• Your task:
One part of the entries below is wanted: the lines from the one containing "let by_id = |id|" through the one containing "let unspent = by_id(transport.id);". Write those out exactly and nothing else.

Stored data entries
_____
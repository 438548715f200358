mod common;

use chrono::NaiveDate;

use moneta::{
    Budget, BudgetService, BudgetTimeframe, BudgetVsActual, DateWindow, Granularity, PlanItem,
    PlanItemType, PlanService, PlanType, StatisticsService,
};

use common::{at, expense_category, income_category, record_expense, record_income, store_with_user};

#[test]
fn seven_day_window_materializes_every_bucket() {
    let (store, user) = store_with_user();
    let groceries = expense_category(&store, user, "Groceries");
    let now = at(2025, 6, 7, 18);

    record_expense(&store, user, groceries.id, 50.0, at(2025, 6, 1, 10));
    record_expense(&store, user, groceries.id, 30.0, at(2025, 6, 3, 10));
    record_expense(&store, user, groceries.id, 20.0, at(2025, 6, 6, 10));

    let report = StatisticsService::daily_spending(&store, user, 7, now).unwrap();
    assert_eq!(report.days.len(), 7);
    let non_zero = report.days.iter().filter(|d| d.amount > 0.0).count();
    assert_eq!(non_zero, 3);
    assert_eq!(report.zero_spend_days, 4);
    let total: f64 = report.days.iter().map(|d| d.amount).sum();
    assert_eq!(total, 100.0);
}

#[test]
fn daily_spending_tracks_average_and_extremes() {
    let (store, user) = store_with_user();
    let groceries = expense_category(&store, user, "Groceries");
    let now = at(2025, 6, 7, 18);

    record_expense(&store, user, groceries.id, 50.0, at(2025, 6, 1, 10));
    record_expense(&store, user, groceries.id, 30.0, at(2025, 6, 3, 10));
    record_expense(&store, user, groceries.id, 20.0, at(2025, 6, 6, 10));

    let report = StatisticsService::daily_spending(&store, user, 7, now).unwrap();
    let expected_average = 100.0 / 7.0;
    assert!((report.average - expected_average).abs() < 1e-9);

    let highest = report.highest.as_ref().unwrap();
    assert_eq!(highest.amount, 50.0);
    assert_eq!(highest.date, NaiveDate::from_ymd_opt(2025, 6, 1).unwrap());

    // lowest figure skips zero-spend days
    let lowest = report.lowest_nonzero.as_ref().unwrap();
    assert_eq!(lowest.amount, 20.0);

    let spike = report
        .days
        .iter()
        .find(|d| d.amount == 50.0)
        .unwrap();
    let expected = (50.0 - expected_average) / expected_average * 100.0;
    assert!((spike.comparison_to_average - expected).abs() < 1e-9);

    let quiet = report.days.iter().find(|d| d.amount == 0.0).unwrap();
    assert_eq!(quiet.comparison_to_average, -100.0);
}

#[test]
fn daily_spending_with_no_expenses_is_all_zero() {
    let (store, user) = store_with_user();
    let now = at(2025, 6, 7, 18);

    let report = StatisticsService::daily_spending(&store, user, 14, now).unwrap();
    assert_eq!(report.days.len(), 14);
    assert_eq!(report.average, 0.0);
    assert_eq!(report.zero_spend_days, 14);
    assert!(report.highest.is_none());
    assert!(report.lowest_nonzero.is_none());
    assert!(report.days.iter().all(|d| d.comparison_to_average == 0.0));
}

#[test]
fn income_vs_expenses_chart_reports_net_per_month() {
    let (store, user) = store_with_user();
    let salary = income_category(&store, user, "Salary");
    let groceries = expense_category(&store, user, "Groceries");
    let now = at(2025, 6, 20, 12);

    record_income(&store, user, salary.id, 3000.0, at(2025, 4, 5, 9));
    record_expense(&store, user, groceries.id, 500.0, at(2025, 4, 20, 9));
    record_income(&store, user, salary.id, 3000.0, at(2025, 6, 5, 9));

    let chart =
        StatisticsService::income_vs_expenses(&store, user, 3, Granularity::Month, now).unwrap();
    assert_eq!(chart.len(), 3);
    assert_eq!(chart[0].label, "Apr 2025");
    assert_eq!(chart[0].net, 2500.0);
    assert_eq!(chart[1].income, 0.0);
    assert_eq!(chart[1].expenses, 0.0);
    assert_eq!(chart[2].income, 3000.0);
}

#[test]
fn expense_categories_share_the_window_total() {
    let (store, user) = store_with_user();
    let groceries = expense_category(&store, user, "Groceries");
    let dining = expense_category(&store, user, "Dining Out");

    record_expense(&store, user, groceries.id, 75.0, at(2025, 6, 2, 12));
    record_expense(&store, user, dining.id, 25.0, at(2025, 6, 3, 19));

    let window = DateWindow::new(at(2025, 6, 1, 0), at(2025, 6, 30, 23)).unwrap();
    let slices = StatisticsService::expense_categories(&store, user, window).unwrap();
    assert_eq!(slices.len(), 2);
    assert_eq!(slices[0].category_id, groceries.id);
    assert_eq!(slices[0].percentage, 75.0);
    assert_eq!(slices[1].percentage, 25.0);
}

#[test]
fn monthly_trends_attribute_savings_by_plan_item_creation_date() {
    let (store, user) = store_with_user();
    let salary = income_category(&store, user, "Salary");
    let now = at(2025, 6, 20, 12);

    record_income(&store, user, salary.id, 2000.0, at(2025, 5, 5, 9));
    record_income(&store, user, salary.id, 2400.0, at(2025, 6, 5, 9));

    let items = vec![
        PlanItem::new(
            user,
            "Nest egg",
            300.0,
            PlanType::Monthly,
            PlanItemType::Savings,
            at(2025, 5, 10, 0),
        ),
        PlanItem::new(
            user,
            "Vacation",
            150.0,
            PlanType::Weekly,
            PlanItemType::Savings,
            at(2025, 6, 12, 0),
        ),
    ];
    PlanService::replace(&store, user, PlanType::Monthly, vec![items[0].clone()]).unwrap();
    PlanService::replace(&store, user, PlanType::Weekly, vec![items[1].clone()]).unwrap();

    let report = StatisticsService::monthly_trends(&store, user, 3, now).unwrap();
    assert_eq!(report.points.len(), 3);
    assert_eq!(report.points[0].savings, 0.0);
    assert_eq!(report.points[1].savings, 300.0);
    assert_eq!(report.points[2].savings, 150.0);
    assert_eq!(report.points[2].income, 2400.0);
}

#[test]
fn trend_from_a_zero_income_month_is_zero_not_infinite() {
    let (store, user) = store_with_user();
    let salary = income_category(&store, user, "Salary");
    let now = at(2025, 6, 20, 12);

    // no income in May, income in June: baseline is zero
    record_income(&store, user, salary.id, 1800.0, at(2025, 6, 5, 9));

    let report = StatisticsService::monthly_trends(&store, user, 2, now).unwrap();
    assert_eq!(report.points[0].income, 0.0);
    assert_eq!(report.income_trend, 0.0);
    assert!(report.income_trend.is_finite());
}

#[test]
fn budget_vs_actual_by_category_includes_both_sides_of_the_union() {
    let (store, user) = store_with_user();
    let groceries = expense_category(&store, user, "Groceries");
    let dining = expense_category(&store, user, "Dining Out");
    let transport = expense_category(&store, user, "Transport");
    let now = at(2025, 6, 20, 12);

    let budget = BudgetService::create(
        &store,
        Budget::new(
            user,
            "June",
            800.0,
            at(2025, 6, 1, 0),
            at(2025, 6, 30, 23),
            BudgetTimeframe::Monthly,
        ),
    )
    .unwrap();
    BudgetService::set_allocation(&store, user, budget.id, groceries.id, 400.0).unwrap();
    BudgetService::set_allocation(&store, user, budget.id, transport.id, 100.0).unwrap();

    record_expense(&store, user, groceries.id, 450.0, at(2025, 6, 10, 12));
    // dining is unbudgeted spending; transport is budgeted but unspent
    record_expense(&store, user, dining.id, 80.0, at(2025, 6, 11, 19));

    let rows = match StatisticsService::budget_vs_actual(
        &store,
        user,
        moneta::ComparisonMode::Category,
        now,
    )
    .unwrap()
    {
        BudgetVsActual::ByCategory(rows) => rows,
        other => panic!("unexpected report shape: {other:?}"),
    };
    assert_eq!(rows.len(), 3);

    let by_id = |id| rows.iter().find(|r| r.category_id == id).unwrap();
    let over = by_id(groceries.id);
    assert_eq!(over.variance, 50.0);
    assert_eq!(over.variance_percentage, 12.5);

    let unbudgeted = by_id(dining.id);
    assert_eq!(unbudgeted.budget_amount, 0.0);
    assert_eq!(unbudgeted.actual_amount, 80.0);
    assert_eq!(unbudgeted.variance_percentage, 0.0);

    let unspent = by_id(transport.id);
    assert_eq!(unspent.actual_amount, 0.0);
    assert_eq!(unspent.variance, -100.0);
}

#[test]
fn budget_vs_actual_by_month_spans_the_current_year() {
    let (store, user) = store_with_user();
    let groceries = expense_category(&store, user, "Groceries");
    let now = at(2025, 6, 20, 12);

    BudgetService::create(
        &store,
        Budget::new(
            user,
            "June",
            600.0,
            at(2025, 6, 1, 0),
            at(2025, 6, 30, 23),
            BudgetTimeframe::Monthly,
        ),
    )
    .unwrap();
    record_expense(&store, user, groceries.id, 720.0, at(2025, 6, 10, 12));

    let rows = match StatisticsService::budget_vs_actual(
        &store,
        user,
        moneta::ComparisonMode::Month,
        now,
    )
    .unwrap()
    {
        BudgetVsActual::ByMonth(rows) => rows,
        other => panic!("unexpected report shape: {other:?}"),
    };
    assert_eq!(rows.len(), 12);
    let june = rows.iter().find(|r| r.label == "Jun 2025").unwrap();
    assert_eq!(june.budget_amount, 600.0);
    assert_eq!(june.actual_amount, 720.0);
    assert_eq!(june.variance, 120.0);
    assert_eq!(june.variance_percentage, 20.0);

    let january = rows.iter().find(|r| r.label == "Jan 2025").unwrap();
    assert_eq!(january.budget_amount, 0.0);
    assert_eq!(january.actual_amount, 0.0);
    assert_eq!(january.variance_percentage, 0.0);
}
//! Savings goals: progress derivation, funding, completion.

use chrono::{DateTime, Utc};
use serde::Serialize;
use tracing::debug;
use uuid::Uuid;

use moneta_domain::{ceil_days_between, SavingsGoal};

use crate::error::{CoreError, CoreResult};
use crate::storage::Store;

#[derive(Debug, Clone, Copy, PartialEq, Serialize)]
/// Derived progress figures for one goal.
pub struct GoalProgress {
    pub percentage: f64,
    pub days_remaining: Option<i64>,
}

#[derive(Debug, Clone, PartialEq, Serialize)]
pub struct GoalView {
    pub goal: SavingsGoal,
    pub percentage: f64,
    pub days_remaining: Option<i64>,
}

pub struct GoalService;

impl GoalService {
    /// Progress percentage clamped to `[0, 100]` (0 when the target is not
    /// positive) and days remaining until the target date, floored at 0.
    pub fn progress(goal: &SavingsGoal, now: DateTime<Utc>) -> GoalProgress {
        let percentage = if goal.target_amount <= 0.0 {
            0.0
        } else {
            (goal.current_amount / goal.target_amount * 100.0).clamp(0.0, 100.0)
        };
        let days_remaining = goal
            .target_date
            .map(|target| ceil_days_between(now, target).max(0));
        GoalProgress {
            percentage,
            days_remaining,
        }
    }

    pub fn create(store: &dyn Store, goal: SavingsGoal) -> CoreResult<SavingsGoal> {
        if goal.target_amount <= 0.0 {
            return Err(CoreError::validation("goal target amount must be positive"));
        }
        if goal.current_amount < 0.0 {
            return Err(CoreError::validation("goal current amount must not be negative"));
        }
        store.insert_goal(&goal)?;
        Ok(goal)
    }

    pub fn get(
        store: &dyn Store,
        user_id: Uuid,
        id: Uuid,
        now: DateTime<Utc>,
    ) -> CoreResult<GoalView> {
        Ok(view(load_owned(store, user_id, id)?, now))
    }

    pub fn update(store: &dyn Store, user_id: Uuid, changes: SavingsGoal) -> CoreResult<SavingsGoal> {
        load_owned(store, user_id, changes.id)?;
        if changes.target_amount <= 0.0 {
            return Err(CoreError::validation("goal target amount must be positive"));
        }
        store.update_goal(&changes)?;
        Ok(changes)
    }

    pub fn delete(store: &dyn Store, user_id: Uuid, id: Uuid) -> CoreResult<()> {
        load_owned(store, user_id, id)?;
        store.delete_goal(id)
    }

    pub fn list(store: &dyn Store, user_id: Uuid, now: DateTime<Utc>) -> CoreResult<Vec<GoalView>> {
        Ok(store
            .goals(user_id)?
            .into_iter()
            .map(|goal| view(goal, now))
            .collect())
    }

    /// Adds funds to an open goal. Crossing the target flips `completed` as
    /// a side effect; a completed goal rejects further funding.
    pub fn add_funds(
        store: &dyn Store,
        user_id: Uuid,
        id: Uuid,
        amount: f64,
    ) -> CoreResult<SavingsGoal> {
        if amount <= 0.0 {
            return Err(CoreError::validation("funding amount must be positive"));
        }
        let mut goal = load_owned(store, user_id, id)?;
        if goal.completed {
            return Err(CoreError::forbidden("savings goal is already completed"));
        }
        goal.current_amount += amount;
        if goal.current_amount >= goal.target_amount {
            goal.completed = true;
            debug!(goal = %goal.id, "savings goal reached its target");
        }
        store.update_goal(&goal)?;
        Ok(goal)
    }

    /// Marks a goal completed regardless of the amount saved.
    pub fn complete(store: &dyn Store, user_id: Uuid, id: Uuid) -> CoreResult<SavingsGoal> {
        let mut goal = load_owned(store, user_id, id)?;
        if goal.completed {
            return Err(CoreError::forbidden("savings goal is already completed"));
        }
        goal.completed = true;
        store.update_goal(&goal)?;
        Ok(goal)
    }
}

fn view(goal: SavingsGoal, now: DateTime<Utc>) -> GoalView {
    let progress = GoalService::progress(&goal, now);
    GoalView {
        goal,
        percentage: progress.percentage,
        days_remaining: progress.days_remaining,
    }
}

fn load_owned(store: &dyn Store, user_id: Uuid, id: Uuid) -> CoreResult<SavingsGoal> {
    let goal = store.goal(id)?.ok_or(CoreError::GoalNotFound(id))?;
    if goal.user_id != user_id {
        return Err(CoreError::forbidden("savings goal belongs to another user"));
    }
    Ok(goal)
}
_____
• Problem solution:
    let by_id = |id| rows.iter().find(|r| r.category_id == id).unwrap();
    let over = by_id(groceries.id);
    assert_eq!(over.variance, 50.0);
    assert_eq!(over.variance_percentage, 12.5);

    let unbudgeted = by_id(dining.id);
    assert_eq!(unbudgeted.budget_amount, 0.0);
    assert_eq!(unbudgeted.actual_amount, 80.0);
    assert_eq!(unbudgeted.variance_percentage, 0.0);

    let unspent = by_id(transport.id);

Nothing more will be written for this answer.